(Dataset items)
*-*-*
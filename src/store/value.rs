//! Typed attribute values used as index keys
//!
//! Values have a total, deterministic order so they can key `BTreeMap`
//! indexes. Ordering across variants is Bool < Int < String < Uid < VerifyKey.

use std::fmt;

use serde::{Deserialize, Serialize};

use crate::credentials::VerifyKey;

use super::uid::Uid;

/// Declared type of a partition attribute
#[derive(Debug, Clone, Copy, PartialEq, Eq, Hash, Serialize, Deserialize)]
#[serde(rename_all = "snake_case")]
pub enum FieldType {
    Bool,
    Int,
    String,
    Uid,
    VerifyKey,
}

impl FieldType {
    pub fn as_str(&self) -> &'static str {
        match self {
            FieldType::Bool => "bool",
            FieldType::Int => "int",
            FieldType::String => "string",
            FieldType::Uid => "uid",
            FieldType::VerifyKey => "verify_key",
        }
    }
}

impl fmt::Display for FieldType {
    fn fmt(&self, f: &mut fmt::Formatter<'_>) -> fmt::Result {
        f.write_str(self.as_str())
    }
}

/// Concrete attribute value
#[derive(Debug, Clone, PartialEq, Eq, PartialOrd, Ord, Hash)]
pub enum FieldValue {
    Bool(bool),
    Int(i64),
    String(String),
    Uid(Uid),
    VerifyKey(VerifyKey),
}

impl FieldValue {
    /// Type of this value
    pub fn field_type(&self) -> FieldType {
        match self {
            FieldValue::Bool(_) => FieldType::Bool,
            FieldValue::Int(_) => FieldType::Int,
            FieldValue::String(_) => FieldType::String,
            FieldValue::Uid(_) => FieldType::Uid,
            FieldValue::VerifyKey(_) => FieldType::VerifyKey,
        }
    }
}

impl fmt::Display for FieldValue {
    fn fmt(&self, f: &mut fmt::Formatter<'_>) -> fmt::Result {
        match self {
            FieldValue::Bool(v) => write!(f, "{}", v),
            FieldValue::Int(v) => write!(f, "{}", v),
            FieldValue::String(v) => write!(f, "{:?}", v),
            FieldValue::Uid(v) => write!(f, "{}", v),
            FieldValue::VerifyKey(v) => write!(f, "{}", v),
        }
    }
}

impl From<bool> for FieldValue {
    fn from(v: bool) -> Self {
        FieldValue::Bool(v)
    }
}

impl From<i64> for FieldValue {
    fn from(v: i64) -> Self {
        FieldValue::Int(v)
    }
}

impl From<&str> for FieldValue {
    fn from(v: &str) -> Self {
        FieldValue::String(v.to_string())
    }
}

impl From<String> for FieldValue {
    fn from(v: String) -> Self {
        FieldValue::String(v)
    }
}

impl From<Uid> for FieldValue {
    fn from(v: Uid) -> Self {
        FieldValue::Uid(v)
    }
}

impl From<VerifyKey> for FieldValue {
    fn from(v: VerifyKey) -> Self {
        FieldValue::VerifyKey(v)
    }
}

impl From<&VerifyKey> for FieldValue {
    fn from(v: &VerifyKey) -> Self {
        FieldValue::VerifyKey(*v)
    }
}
*-*-*
Which lines run from the one holding "Uid < VerifyKey." through the one holding "a partition attribute" in the records above? Repeat them exactly, both included, and nothing more.

//! indexes. Ordering across variants is Bool < Int < String < Uid < VerifyKey.

use std::fmt;

use serde::{Deserialize, Serialize};

use crate::credentials::VerifyKey;

use super::uid::Uid;

/// Declared type of a partition attribute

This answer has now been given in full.